All these approaches to examining parent–child conversation are enormously valuable tools in understanding development, but they are not always appropriate or viable options. There may be times when researchers want to understand nuances in how parents respond to one specific question or set of questions, yet it can be challenging to develop a task that elicits the same question from all children. Researchers may also want to understand the link between parental explanations and child characteristics but lack access to museum or naturalistic settings to collect relevant data. In these situations, it is helpful to have a method that can be used in other settings, including situations where the parent is available while the child is not.

To address the limitations of existing methods and explore our questions of interest, we developed a new tool for use by developmental psychologists interested in understanding parental explanations: the Prompted Explanations Task (PET). Our mission when developing this method was simple: We wanted to develop a controlled task that could be conducted briefly and in laboratory settings for the purpose of providing insight into parental explanations. In the PET, parents are prompted by a computer to answer questions imagined to be from their child, one at a time, while their responses are recorded and later transcribed and coded. All parents respond verbally to the same set of questions while the experimenter is in a separate room. By giving parents the same set of questions, comparing how characteristics of parental explanations vary between parents is straightforward, and we can more easily measure how those characteristics relate to children's performance on different tasks. In addition, given that the child is not present to redirect the conversation, the PET allows us to home in on the process by which parents formulate answers to children's questions. At the same time, by having parents provide spoken responses instead of written ones, this task more closely mimics the spontaneous nature of responding to children's questions.

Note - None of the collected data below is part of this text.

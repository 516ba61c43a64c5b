//! Blood analysis adapter: confirmed biomarker text in, structured
//! `AnalysisResults` out.

use std::sync::Arc;

use super::ollama::LlmClient;
use super::prompt::{build_analysis_prompt, ANALYSIS_SYSTEM_PROMPT};
use super::response::parse_analysis_response;
use super::AnalysisError;
use crate::models::AnalysisResults;

pub struct BloodAnalyzer {
    client: Arc<dyn LlmClient>,
    model: String,
}

impl BloodAnalyzer {
    pub fn new(client: Arc<dyn LlmClient>, model: String) -> Self {
        Self { client, model }
    }

    /// Run the analysis model over the confirmed biomarker lines.
    ///
    /// An empty or malformed completion fails the whole call; nothing is
    /// salvaged from a broken response.
    pub fn analyze(&self, biomarker_text: &str) -> Result<AnalysisResults, AnalysisError> {
        let _span = tracing::info_span!(
            "blood_analysis",
            model = %self.model,
            input_len = biomarker_text.len(),
        )
        .entered();
        let start = std::time::Instant::now();

        let prompt = build_analysis_prompt(biomarker_text);
        let completion = self
            .client
            .generate(&self.model, &prompt, ANALYSIS_SYSTEM_PROMPT)?;

        if completion.trim().is_empty() {
            return Err(AnalysisError::EmptyCompletion);
        }

        let results = parse_analysis_response(&completion)?;

        tracing::info!(
            model = %self.model,
            elapsed_ms = %start.elapsed().as_millis(),
            markers = results.markers.len(),
            recommendations = results.recommendations.len(),
            "Blood analysis complete"
        );

        Ok(results)
    }
}

#[cfg(test)]
mod tests {
    use super::*;
    use crate::models::enums::MarkerStatus;
    use crate::pipeline::analysis::ollama::MockLlmClient;

    const VALID_COMPLETION: &str = r#"{
  "biomarkers": [{"name": "Глюкоза", "value": "7.5", "unit": "ммоль/л", "status": "high", "category": "metabolism"}],
  "summary": "Glucose is elevated.",
  "recommendations": ["Repeat fasting glucose"]
}"#;

    #[test]
    fn analyze_returns_structured_results() {
        let analyzer = BloodAnalyzer::new(
            Arc::new(MockLlmClient::new(VALID_COMPLETION)),
            "medgemma:4b".into(),
        );

        let results = analyzer.analyze("Глюкоза: 7.5 ммоль/л").unwrap();
        assert_eq!(results.markers.len(), 1);
        assert_eq!(results.markers[0].status, MarkerStatus::High);
        assert_eq!(results.recommendations, vec!["Repeat fasting glucose"]);
    }

    #[test]
    fn empty_completion_errors() {
        let analyzer = BloodAnalyzer::new(
            Arc::new(MockLlmClient::new("  \n ")),
            "medgemma:4b".into(),
        );
        let err = analyzer.analyze("Глюкоза: 7.5").unwrap_err();
        assert!(matches!(err, AnalysisError::EmptyCompletion));
    }

    #[test]
    fn provider_error_propagates() {
        let analyzer = BloodAnalyzer::new(
            Arc::new(MockLlmClient::failing("overloaded")),
            "medgemma:4b".into(),
        );
        let err = analyzer.analyze("Глюкоза: 7.5").unwrap_err();
        assert!(matches!(err, AnalysisError::Api { .. }));
    }

    #[test]
    fn prose_completion_is_malformed() {
        let analyzer = BloodAnalyzer::new(
            Arc::new(MockLlmClient::new("Everything looks fine to me.")),
            "medgemma:4b".into(),
        );
        let err = analyzer.analyze("Глюкоза: 7.5").unwrap_err();
        assert!(matches!(err, AnalysisError::MalformedResponse(_)));
    }
}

Past research has found that computer‐based prompts can encourage college students to provide explanations and that these explanations are tuned to the supposed target of the prompt (i.e., child or adult; see Vlach & Noll, 2016). To our knowledge, though, no research has used such a technique to examine qualities of parental explanations. We believe there is significant value in developing other effective approaches to examining parental explanations in laboratory settings, given the challenges in conducting this kind of research.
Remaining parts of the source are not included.